Francia: una sociedad nihilista y sin rumbos claros

El “no” a una ley laboral positiva, impuesto por jóvenes de clases acomodadas, marca quizás el final de un modelo político, encarnado por los tristes epígonos de Charles de Gaulle. Pero no se divisan opciones viables.

15 abril, 2006

Esta vez, las calles fueron copadas “por los franceses que todavía dicen cuatroveintesdiez por noventa”. Así ironizaba un diario inglés aludiendo a arcaísmos como ése o “cuatroveintes” por ochenta, equivalentes al “fourscore” que se extinguió con Abraham Lincoln. Por cierto, los estudiantes que acabaron con una módica reforma laboral provienen de sectores prósperos de la sociedad y, durante los disturbios de 2005, ni se asomaron a las calles suburbanas.

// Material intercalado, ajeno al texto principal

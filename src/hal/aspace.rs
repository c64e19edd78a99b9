//! Serviço de tradução de endereços de um processo.

use alloc::sync::Arc;

use bitflags::bitflags;

use crate::addr::{PhysAddr, VirtAddr};

bitflags! {
    /// Flags de mapeamento de página (Paging Flags)
    #[derive(Debug, Clone, Copy, PartialEq, Eq)]
    pub struct MapFlags: u64 {
        const PRESENT = 1 << 0;
        const WRITABLE = 1 << 1;
        const USER = 1 << 2;
        const ACCESSED = 1 << 5;
        const DIRTY = 1 << 6;
        const NO_EXECUTE = 1 << 63;
    }
}

/// Tabela de tradução de um processo (PML4 por trás, aqui um serviço opaco).
///
/// A evicção consulta e limpa bits de accessed/dirty de páginas de OUTROS
/// processos, então toda operação é `&self` e as implementações precisam de
/// sincronização interna própria. Nenhum método pode chamar de volta o pool
/// de frames.
pub trait AddressSpace: Send + Sync {
    /// Instala a tradução `va -> pa`. `false` se a tabela recusar
    /// (sem memória para tabelas intermediárias, entrada conflitante).
    fn map(&self, va: VirtAddr, pa: PhysAddr, flags: MapFlags) -> bool;

    /// Remove a tradução de `va`. Ignorado se não houver.
    fn unmap(&self, va: VirtAddr);

    /// Tradução atual de `va`, se presente.
    fn translate(&self, va: VirtAddr) -> Option<PhysAddr>;

    /// Bit de accessed da página em `va` (setado pelo hardware a cada acesso).
    fn is_accessed(&self, va: VirtAddr) -> bool;

    /// Limpa o bit de accessed (segunda chance do clock).
    fn clear_accessed(&self, va: VirtAddr);

    /// Bit de dirty da página em `va` (setado pelo hardware em escrita).
    fn is_dirty(&self, va: VirtAddr) -> bool;

    /// Limpa o bit de dirty (após writeback).
    fn clear_dirty(&self, va: VirtAddr);
}

/// Handle compartilhado de um espaço de endereçamento
pub type AspaceRef = Arc<dyn AddressSpace>;
// =============================================================================
// VM LOGGING - ZERO OVERHEAD
// =============================================================================
//
// Logging do subsistema de VM com custo ZERO em release.
//
// ARQUITETURA:
// - Features do Cargo fazem compile-time filtering
// - Com feature "no_logs", TODOS os macros viram expressões vazias
// - A saída passa por um sink instalado uma única vez (no kernel, a serial;
//   nos testes, um buffer de captura)
// - Sem sink instalado, emitir é um no-op
//
// NÍVEIS DE LOG (do mais crítico ao menos):
// - ERROR: Erros fatais ou críticos
// - WARN:  Situações suspeitas mas recuperáveis
// - INFO:  Fluxo normal de execução
// - DEBUG: Informações de debugging
// - TRACE: Detalhes extremos (cada fault, evicção, slot)
//
// COMO USAR:
//   kinfo!("(SWAP) {} slots", total);
//   ktrace!("(FAULT) addr={:?} write={}", addr, write);
//
// Convenção: prefixo "(SUBSISTEMA)" no início de cada mensagem.
//
// =============================================================================

use core::fmt::{self, Write};

use alloc::string::String;
use spin::Once;

// =============================================================================
// PREFIXOS COM CORES ANSI
// =============================================================================

pub const P_ERROR: &str = "\x1b[1;31m[ERRO]\x1b[0m ";
pub const P_WARN: &str = "\x1b[1;33m[WARN]\x1b[0m ";
pub const P_INFO: &str = "\x1b[32m[INFO]\x1b[0m ";
pub const P_DEBUG: &str = "\x1b[36m[DEBG]\x1b[0m ";
pub const P_TRACE: &str = "\x1b[35m[TRAC]\x1b[0m ";

/// Destino final de uma linha de log já formatada
pub type LogSink = fn(&str);

static SINK: Once<LogSink> = Once::new();

/// Instala o sink de log. Chamadas subsequentes são ignoradas.
pub fn set_sink(sink: LogSink) {
    SINK.call_once(|| sink);
}

/// Formata e entrega uma linha ao sink, se houver um instalado.
#[doc(hidden)]
pub fn emit(prefix: &str, args: fmt::Arguments<'_>) {
    if let Some(sink) = SINK.get() {
        let mut line = String::new();
        let _ = write!(line, "{}{}", prefix, args);
        sink(&line);
    }
}

// =============================================================================
// MACROS DE LOG
// =============================================================================
//
// kerror!/kwarn!/kinfo! - Ativos exceto com no_logs
// kdebug!              - Ativo com log_debug ou log_trace
// ktrace!              - Ativo apenas com log_trace
//

#[cfg(not(feature = "no_logs"))]
#[macro_export]
macro_rules! kerror {
    ($($arg:tt)*) => {{
        $crate::klog::emit($crate::klog::P_ERROR, ::core::format_args!($($arg)*));
    }};
}

#[cfg(feature = "no_logs")]
#[macro_export]
macro_rules! kerror {
    ($($t:tt)*) => {{}};
}

#[cfg(not(feature = "no_logs"))]
#[macro_export]
macro_rules! kwarn {
    ($($arg:tt)*) => {{
        $crate::klog::emit($crate::klog::P_WARN, ::core::format_args!($($arg)*));
    }};
}

#[cfg(feature = "no_logs")]
#[macro_export]
macro_rules! kwarn {
    ($($t:tt)*) => {{}};
}

#[cfg(not(feature = "no_logs"))]
#[macro_export]
macro_rules! kinfo {
    ($($arg:tt)*) => {{
        $crate::klog::emit($crate::klog::P_INFO, ::core::format_args!($($arg)*));
    }};
}

#[cfg(feature = "no_logs")]
#[macro_export]
macro_rules! kinfo {
    ($($t:tt)*) => {{}};
}

#[cfg(any(feature = "log_debug", feature = "log_trace"))]
#[macro_export]
macro_rules! kdebug {
    ($($arg:tt)*) => {{
        $crate::klog::emit($crate::klog::P_DEBUG, ::core::format_args!($($arg)*));
    }};
}

#[cfg(not(any(feature = "log_debug", feature = "log_trace")))]
#[macro_export]
macro_rules! kdebug {
    ($($t:tt)*) => {{}};
}

#[cfg(feature = "log_trace")]
#[macro_export]
macro_rules! ktrace {
    ($($arg:tt)*) => {{
        $crate::klog::emit($crate::klog::P_TRACE, ::core::format_args!($($arg)*));
    }};
}

#[cfg(not(feature = "log_trace"))]
#[macro_export]
macro_rules! ktrace {
    ($($t:tt)*) => {{}};
}
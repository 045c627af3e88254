//! # 核心编排模块
//!
//! ## 设计思路
//!
//! `StegoHandler` 只负责流程编排与配置管理，不直接与 CLI 绑定。
//! 编码链路固定为：
//! 1. 读取载体（有损来源先转存 PNG 临时文件）
//! 2. 解码并校验像素网格
//! 3. 预先计算容量，不足则立即失败（不占位、不写文件）
//! 4. 嵌入消息帧
//! 5. 原子占位输出路径并写入 PNG
//!
//! 解码链路：读取 → 解码 → 全图提取最低位 → 宽松 UTF-8 → 定位分隔符。
//!
//! ## 实现思路
//!
//! - 内存版 `encode_image` / `decode_image` 与文件版共用同一套帧与嵌入逻辑。
//! - 记录 `load/decode/embed/save/total` 阶段耗时，便于性能诊断。

use std::path::Path;
use std::time::Instant;

use super::codec::{LsbBits, embed_bits};
use super::frame::{self, MessageBits};
use super::{EncodeReport, HiddenMessage, PixelImage, StegoConfig, StegoError};
use crate::storage::{self, ReservedOutput};

/// 隐写处理器。
#[derive(Debug, Clone, Default)]
pub struct StegoHandler {
    config: StegoConfig,
}

impl StegoHandler {
    /// 根据配置创建处理器。
    ///
    /// # 示例
    /// ```rust
    /// use image_inspector::stego::{StegoConfig, StegoHandler};
    ///
    /// let handler = StegoHandler::new(StegoConfig::default());
    /// assert!(handler.config().is_lossy_extension("jpg"));
    /// ```
    pub fn new(config: StegoConfig) -> Self {
        Self { config }
    }

    pub fn config(&self) -> &StegoConfig {
        &self.config
    }

    /// 在内存中嵌入消息，返回新的像素网格，原图不变。
    ///
    /// # 错误
    /// 消息帧位数超过 `width * height * 3` 时返回 [`StegoError::CapacityExceeded`]。
    pub fn encode_image(&self, image: &PixelImage, message: &str) -> Result<PixelImage, StegoError> {
        Self::ensure_capacity(image, message)?;

        let framed = frame::frame_message(message);
        let mut encoded = image.clone();
        embed_bits(&mut encoded, MessageBits::new(&framed))?;
        Ok(encoded)
    }

    /// 在内存中提取消息。
    ///
    /// 始终扫描整张图片；找不到成对分隔符时返回 [`HiddenMessage::NotFound`]。
    pub fn decode_image(&self, image: &PixelImage) -> HiddenMessage {
        let bytes = frame::pack_bytes(LsbBits::new(image));
        let text = String::from_utf8_lossy(&bytes);

        match frame::locate_payload(&text) {
            Some(message) => HiddenMessage::Found(message.to_string()),
            None => HiddenMessage::NotFound,
        }
    }

    /// 编码主入口：读取 `source`，嵌入 `message`，写入不重名的 PNG。
    ///
    /// `output` 为空时使用 `<源目录>/encoded_<stem>.png`；
    /// 无论是否显式指定，最终路径都会按 `_1`、`_2` … 去重，绝不覆盖已有文件。
    ///
    /// # 示例
    /// ```rust,no_run
    /// use image_inspector::stego::{StegoConfig, StegoHandler};
    ///
    /// let handler = StegoHandler::new(StegoConfig::default());
    /// let report = handler.encode_file("photo.jpg".as_ref(), "hello", None)?;
    /// println!("{}", report.output_path.display());
    /// # Ok::<(), image_inspector::stego::StegoError>(())
    /// ```
    pub fn encode_file(
        &self,
        source: &Path,
        message: &str,
        output: Option<&Path>,
    ) -> Result<EncodeReport, StegoError> {
        let config = &self.config;
        let total_start = Instant::now();

        let load_start = Instant::now();
        let raw = self.load_from_file(source, config)?;
        let (_artifact, raw) = if raw.lossy {
            let (artifact, lossless) = self.transcode_to_lossless(raw, config)?;
            (Some(artifact), lossless)
        } else {
            (None, raw)
        };
        let load_elapsed = load_start.elapsed();

        let decode_start = Instant::now();
        let carrier = self.decode_pixels(&raw, config)?;
        let decode_elapsed = decode_start.elapsed();

        let embed_start = Instant::now();
        let encoded = self.encode_image(&carrier, message)?;
        let embedded_bits = frame::framed_bit_len(message);
        let capacity_bits = carrier.capacity_bits();
        let embed_elapsed = embed_start.elapsed();

        let save_start = Instant::now();
        let base = match output {
            Some(path) => path.to_path_buf(),
            None => storage::default_output_path(source),
        };
        let reserved = ReservedOutput::reserve(&base)
            .map_err(|e| StegoError::FileSystem(format!("cannot create output file: {}", e)))?;
        let dynamic = encoded.into_dynamic()?;
        Self::write_png(&dynamic, reserved.file())?;
        let output_path = reserved.commit();
        let save_elapsed = save_start.elapsed();

        log::info!(
            "✅ 消息编码完成 - 输出: {} 使用 {}/{} 位 load={}ms decode={}ms embed={}ms save={}ms total={}ms",
            output_path.display(),
            embedded_bits,
            capacity_bits,
            load_elapsed.as_millis(),
            decode_elapsed.as_millis(),
            embed_elapsed.as_millis(),
            save_elapsed.as_millis(),
            total_start.elapsed().as_millis()
        );

        Ok(EncodeReport {
            output_path,
            embedded_bits,
            capacity_bits,
        })
    }

    /// 解码主入口：读取 `source` 并提取隐藏消息。
    pub fn decode_file(&self, source: &Path) -> Result<HiddenMessage, StegoError> {
        let config = &self.config;
        let total_start = Instant::now();

        let raw = self.load_from_file(source, config)?;
        let carrier = self.decode_pixels(&raw, config)?;

        let extract_start = Instant::now();
        let message = self.decode_image(&carrier);

        log::info!(
            "🔎 消息解码完成 - 来源: {} 结果: {} extract={}ms total={}ms",
            source.display(),
            if message.is_found() { "找到消息" } else { "无隐藏消息" },
            extract_start.elapsed().as_millis(),
            total_start.elapsed().as_millis()
        );

        Ok(message)
    }

    /// 读取载体并返回其可嵌入容量（位）。
    pub fn capacity_of_file(&self, source: &Path) -> Result<u64, StegoError> {
        let raw = self.load_from_file(source, &self.config)?;
        let carrier = self.decode_pixels(&raw, &self.config)?;
        Ok(carrier.capacity_bits())
    }

    fn ensure_capacity(image: &PixelImage, message: &str) -> Result<(), StegoError> {
        let required_bits = frame::framed_bit_len(message);
        let available_bits = image.capacity_bits();

        if required_bits > available_bits {
            log::warn!(
                "⚠️ 消息超出载体容量：需要 {} 位，可用 {} 位",
                required_bits,
                available_bits
            );
            return Err(StegoError::CapacityExceeded {
                required_bits,
                available_bits,
            });
        }

        Ok(())
    }
}
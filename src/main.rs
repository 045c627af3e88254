//! # image-inspector — 命令行入口
//!
//! 本文件只负责日志初始化、参数解析与结果输出，
//! 业务逻辑分布在各子模块中，详见 `lib.rs` 架构文档。

use std::fs;
use std::process::ExitCode;

use clap::error::ErrorKind;
use image_inspector::cli::{Cli, Command};
use image_inspector::error::AppError;
use image_inspector::geo::{self, decimal_to_dms};
use image_inspector::inspect::{self, NO_PGP_KEY};
use image_inspector::maps::{self, MapClient};
use image_inspector::settings::{self, AppSettings};
use image_inspector::stego::{StegoHandler, framed_bit_len};

#[tokio::main]
async fn main() -> ExitCode {
    env_logger::Builder::from_env(env_logger::Env::default().default_filter_or("info")).init();

    let cli = match Cli::parse_args(std::env::args_os()) {
        Ok(cli) => cli,
        Err(err) => {
            let _ = err.print();
            return match err.kind() {
                ErrorKind::DisplayHelp | ErrorKind::DisplayVersion => ExitCode::SUCCESS,
                _ => ExitCode::FAILURE,
            };
        }
    };

    let settings = settings::load_settings();
    match run(cli.command, settings).await {
        Ok(()) => ExitCode::SUCCESS,
        Err(err) => {
            log::error!("命令执行失败: {err}");
            eprintln!("Error: {err}");
            ExitCode::FAILURE
        }
    }
}

async fn run(command: Command, settings: AppSettings) -> Result<(), AppError> {
    match command {
        Command::Encode {
            image,
            message,
            output,
        } => {
            let handler = StegoHandler::new(settings.stego);
            let report = handler.encode_file(&image, &message, output.as_deref())?;
            println!("{report}");
        }
        Command::Decode { image } => {
            let handler = StegoHandler::new(settings.stego);
            println!("{}", handler.decode_file(&image)?);
        }
        Command::Capacity { image } => {
            let handler = StegoHandler::new(settings.stego);
            let bits = handler.capacity_of_file(&image)?;
            println!(
                "Capacity: {bits} bits ({} message bytes)",
                bits.saturating_sub(framed_bit_len("")) / 8
            );
        }
        Command::Gps { image } => {
            let fix = geo::read_gps(&fs::read(&image)?)?;
            let (lat, lon) = fix.to_decimal();
            let (lat_dms, lon_dms) = fix.readable();
            println!("Latitude: {lat_dms} ({lat:.6})");
            println!("Longitude: {lon_dms} ({lon:.6})");
        }
        Command::Map { image } => {
            let fix = geo::read_gps(&fs::read(&image)?)?;
            let (lat, lon) = fix.to_decimal();
            let body = MapClient::new(settings.map)?.fetch(lat, lon).await?;
            let path = maps::save_map_png(&body, &image)?;
            println!("Map saved to {}", path.display());
        }
        Command::Pgp { image } => {
            let bytes = fs::read(&image)?;
            match inspect::extract_pgp_key(&bytes) {
                Some(key) => println!("PGP Key:\n{key}"),
                None => println!("{NO_PGP_KEY}"),
            }
        }
        Command::Dimensions { image } => {
            let (width, height) = inspect::image_dimensions(&image)?;
            println!("Dimensions: {width}x{height}");
        }
        Command::Dms { decimal, axis } => println!("{}", decimal_to_dms(decimal, axis)),
    }

    Ok(())
}
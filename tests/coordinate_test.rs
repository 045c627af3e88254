// Tests for DMS <-> decimal degree conversion through the public API
use image_inspector::geo::{
    Axis, GeoError, Hemisphere, Rational, decimal_to_dms, dms_to_decimal, dms_to_decimal_str,
    parse_dms,
};

fn exif_parts(parts: [(u32, u32); 3]) -> [Rational; 3] {
    parts.map(|(num, den)| Rational::from_u32(num, den).expect("non-zero denominator"))
}

#[test]
fn empire_state_latitude() {
    let decimal = dms_to_decimal(exif_parts([(40, 1), (26, 1), (46, 1)]), Hemisphere::North);
    assert!((decimal - 40.446111).abs() < 1e-6);
}

#[test]
fn western_longitude_is_negative() {
    let decimal = dms_to_decimal_str(exif_parts([(73, 1), (59, 1), (11, 1)]), "W").unwrap();
    assert!((decimal + 73.986389).abs() < 1e-6);
}

#[test]
fn camera_style_fractional_seconds() {
    // 常见相机写法：秒以 1/100 为单位
    let decimal = dms_to_decimal(exif_parts([(51, 1), (30, 1), (2634, 100)]), Hemisphere::North);
    assert!((decimal - (51.0 + 30.0 / 60.0 + 26.34 / 3600.0)).abs() < 1e-12);
    assert_eq!(decimal_to_dms(decimal, Axis::Latitude), "51° 30' 26.34\" N");
}

#[test]
fn tiny_negative_latitude_points_south() {
    let rendered = decimal_to_dms(-0.0001, Axis::Latitude);
    assert!(rendered.ends_with('S'), "{rendered}");
    assert!(rendered.starts_with("0° 0' "));
}

#[test]
fn readable_string_parses_back() {
    let text = decimal_to_dms(-33.868820, Axis::Latitude);
    let parsed = parse_dms(&text).unwrap();
    assert_eq!(parsed.reference, Hemisphere::South);
    assert!((parsed.to_decimal() + 33.868820).abs() <= 4e-6);
}

#[test]
fn invalid_inputs_are_errors() {
    assert!(matches!(Rational::from_u32(1, 0), Err(GeoError::ZeroDenominator)));
    assert!(matches!(
        dms_to_decimal_str(exif_parts([(1, 1), (0, 1), (0, 1)]), "Q"),
        Err(GeoError::InvalidCoordinateRef(_))
    ));
    assert!(matches!(parse_dms("north-ish"), Err(GeoError::InvalidDms(_))));
}
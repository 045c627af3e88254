//! 输出文件与临时文件管理模块
//!
//! # 设计思路
//!
//! 统一管理编码结果、地图图片与临时 PNG 的落盘路径，保证：
//! - 永不覆盖已有文件：`encoded_photo.png` 已存在时依次尝试
//!   `encoded_photo_1.png`、`encoded_photo_2.png` …
//! - 并发安全：使用 `create_new` 原子创建占位，而不是“先判断存在再创建”。
//! - 失败不留垃圾：未提交的输出文件与所有临时文件都由 RAII 守卫在 `Drop` 时删除。
//!
//! # 实现思路
//!
//! - `ReservedOutput`：占位成功后持有文件句柄，`commit()` 之后才算正式产物。
//! - `TempArtifact`：临时文件守卫，无论成功失败，离开作用域即删除。
//! - 所有可能失败的操作均返回 `Result`，不使用 `expect()` / `unwrap()`。

use std::fs::{self, File, OpenOptions};
use std::io;
use std::path::{Path, PathBuf};

use chrono::Local;

use crate::stego::OUTPUT_PREFIX;

/// 去重编号的尝试上限，防止目录异常时无限循环。
const MAX_UNIQUE_ATTEMPTS: u32 = 100_000;

/// 根据源文件推导默认输出路径：同目录下的 `encoded_<stem>.png`。
pub fn default_output_path(source: &Path) -> PathBuf {
    prefixed_png_path(source, OUTPUT_PREFIX)
}

/// 同目录下的 `<prefix><stem>.png`。
pub fn prefixed_png_path(source: &Path, prefix: &str) -> PathBuf {
    let stem = source
        .file_stem()
        .map(|stem| stem.to_string_lossy().to_string())
        .unwrap_or_else(|| "image".to_string());
    let file_name = format!("{}{}.png", prefix, stem);

    match source.parent() {
        Some(dir) => dir.join(file_name),
        None => PathBuf::from(file_name),
    }
}

/// 第 `n` 个候选路径：`n == 0` 为原路径，否则在扩展名前插入 `_<n>`。
pub fn numbered_candidate(base: &Path, n: u32) -> PathBuf {
    if n == 0 {
        return base.to_path_buf();
    }

    let stem = base
        .file_stem()
        .map(|stem| stem.to_string_lossy().to_string())
        .unwrap_or_default();
    let file_name = match base.extension() {
        Some(ext) => format!("{}_{}.{}", stem, n, ext.to_string_lossy()),
        None => format!("{}_{}", stem, n),
    };

    match base.parent() {
        Some(dir) => dir.join(file_name),
        None => PathBuf::from(file_name),
    }
}

/// 原子地创建第一个不存在的候选文件。
fn create_unique(base: &Path) -> io::Result<(PathBuf, File)> {
    for n in 0..MAX_UNIQUE_ATTEMPTS {
        let candidate = numbered_candidate(base, n);
        match OpenOptions::new().write(true).create_new(true).open(&candidate) {
            Ok(file) => return Ok((candidate, file)),
            Err(err) if err.kind() == io::ErrorKind::AlreadyExists => continue,
            Err(err) => return Err(err),
        }
    }

    Err(io::Error::new(
        io::ErrorKind::AlreadyExists,
        format!("no free file name for '{}'", base.display()),
    ))
}

// ============================================================================
// ReservedOutput — 输出文件占位
// ============================================================================

/// 已原子占位的输出文件。
///
/// 在 `commit()` 之前被丢弃（例如写入 PNG 失败）会删除占位文件，
/// 保证失败的编码不会留下“看似成功”的产物。
///
/// # 示例
/// ```rust,no_run
/// use std::io::Write;
/// use image_inspector::storage::ReservedOutput;
///
/// let reserved = ReservedOutput::reserve("out/encoded_photo.png".as_ref())?;
/// (&*reserved.file()).write_all(b"...")?;
/// let path = reserved.commit();
/// # Ok::<(), std::io::Error>(())
/// ```
#[derive(Debug)]
pub struct ReservedOutput {
    path: PathBuf,
    file: File,
    committed: bool,
}

impl ReservedOutput {
    /// 从 `base` 开始依次尝试 `_1`、`_2` … 直到原子创建成功。
    pub fn reserve(base: &Path) -> io::Result<Self> {
        let (path, file) = create_unique(base)?;
        log::debug!("📌 已占位输出文件: {}", path.display());
        Ok(Self {
            path,
            file,
            committed: false,
        })
    }

    pub fn path(&self) -> &Path {
        &self.path
    }

    /// 占位文件的写句柄（`&File` 同时实现了 `Write` 与 `Seek`）。
    pub fn file(&self) -> &File {
        &self.file
    }

    /// 确认产物有效，返回最终路径。
    pub fn commit(mut self) -> PathBuf {
        self.committed = true;
        std::mem::take(&mut self.path)
    }
}

impl Drop for ReservedOutput {
    fn drop(&mut self) {
        if self.committed {
            return;
        }
        match fs::remove_file(&self.path) {
            Ok(()) => log::debug!("🧹 已删除未完成的输出文件: {}", self.path.display()),
            Err(err) if err.kind() == io::ErrorKind::NotFound => {}
            Err(err) => log::warn!(
                "⚠️ 删除未完成的输出文件失败 '{}': {}",
                self.path.display(),
                err
            ),
        }
    }
}

// ============================================================================
// TempArtifact — 临时文件 RAII 守卫
// ============================================================================

/// 临时文件守卫：构造时原子创建，`Drop` 时删除。
#[derive(Debug)]
pub struct TempArtifact {
    path: PathBuf,
    file: File,
}

impl TempArtifact {
    /// 在 `dir` 下创建 `<prefix>_<时间戳>.<extension>` 临时文件。
    pub fn create(dir: &Path, prefix: &str, extension: &str) -> io::Result<Self> {
        if !dir.exists() {
            fs::create_dir_all(dir)?;
        }

        let timestamp = Local::now().format("%Y%m%d%H%M%S%f");
        let base = dir.join(format!("{}_{}.{}", prefix, timestamp, extension));
        let (path, file) = create_unique(&base)?;
        log::debug!("🗂️ 已创建临时文件: {}", path.display());

        Ok(Self { path, file })
    }

    pub fn path(&self) -> &Path {
        &self.path
    }

    pub fn file(&self) -> &File {
        &self.file
    }
}

impl Drop for TempArtifact {
    fn drop(&mut self) {
        match fs::remove_file(&self.path) {
            Ok(()) => log::debug!("🧹 已清理临时文件: {}", self.path.display()),
            Err(err) if err.kind() == io::ErrorKind::NotFound => {}
            Err(err) => log::warn!("⚠️ 清理临时文件失败 '{}': {}", self.path.display(), err),
        }
    }
}

#[cfg(test)]
mod tests {
    use std::io::Write;
    use std::time::{SystemTime, UNIX_EPOCH};

    use super::*;

    fn unique_temp_dir() -> PathBuf {
        let nanos = SystemTime::now()
            .duration_since(UNIX_EPOCH)
            .expect("clock error")
            .as_nanos();
        let dir = std::env::temp_dir().join(format!("image-inspector-storage-test-{nanos}"));
        fs::create_dir_all(&dir).expect("create temp dir");
        dir
    }

    #[test]
    fn default_output_path_uses_prefix_and_png() {
        let path = default_output_path(Path::new("/photos/holiday.jpg"));
        assert_eq!(path, PathBuf::from("/photos/encoded_holiday.png"));

        let bare = default_output_path(Path::new("cat.png"));
        assert_eq!(bare, PathBuf::from("encoded_cat.png"));
    }

    #[test]
    fn numbered_candidate_inserts_suffix_before_extension() {
        let base = Path::new("/tmp/encoded_cat.png");
        assert_eq!(numbered_candidate(base, 0), PathBuf::from("/tmp/encoded_cat.png"));
        assert_eq!(numbered_candidate(base, 2), PathBuf::from("/tmp/encoded_cat_2.png"));
        assert_eq!(
            numbered_candidate(Path::new("/tmp/noext"), 1),
            PathBuf::from("/tmp/noext_1")
        );
    }

    #[test]
    fn reserve_never_reuses_existing_file() {
        let dir = unique_temp_dir();
        let base = dir.join("encoded_a.png");

        let first = ReservedOutput::reserve(&base).expect("first reserve");
        let second = ReservedOutput::reserve(&base).expect("second reserve");

        assert_eq!(first.path(), base.as_path());
        assert_eq!(second.path(), dir.join("encoded_a_1.png").as_path());

        let kept = first.commit();
        drop(second);

        assert!(kept.exists());
        assert!(!dir.join("encoded_a_1.png").exists());
        let _ = fs::remove_dir_all(dir);
    }

    #[test]
    fn temp_artifact_is_removed_on_drop() {
        let dir = unique_temp_dir();
        let path = {
            let artifact = TempArtifact::create(&dir, "stego", "png").expect("temp artifact");
            (&*artifact.file()).write_all(b"png").expect("write temp");
            assert!(artifact.path().exists());
            artifact.path().to_path_buf()
        };

        assert!(!path.exists());
        let _ = fs::remove_dir_all(dir);
    }
}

Sea como fuere, Francia ha castigado con tres “noes” a su propia dirigencia. Salvo a una extrema derecha xenófoba cuya inspiración remite a Edgar Faure y el perverso sistema de subsidios a campesinos ineficientes, armado desde 1958. O sea, bajo de Gaulle.

El primer “no” de esta fase al parecer terminal acaeció en mayo pasado, cuando la gente votó contra el proyecto de tratado constitucional, un plebiscito que arrastró a otros países de la Uniòn Europea y, por fin, congeló el esquema. Este gesto desembocaría, de paso, en la ola de “neonacionalismo” proteccionista desatada meses después, cuando Madrid, París y Varsovia cuestionaron fusiones o adquisiciones transfronterizas pero intrazonales.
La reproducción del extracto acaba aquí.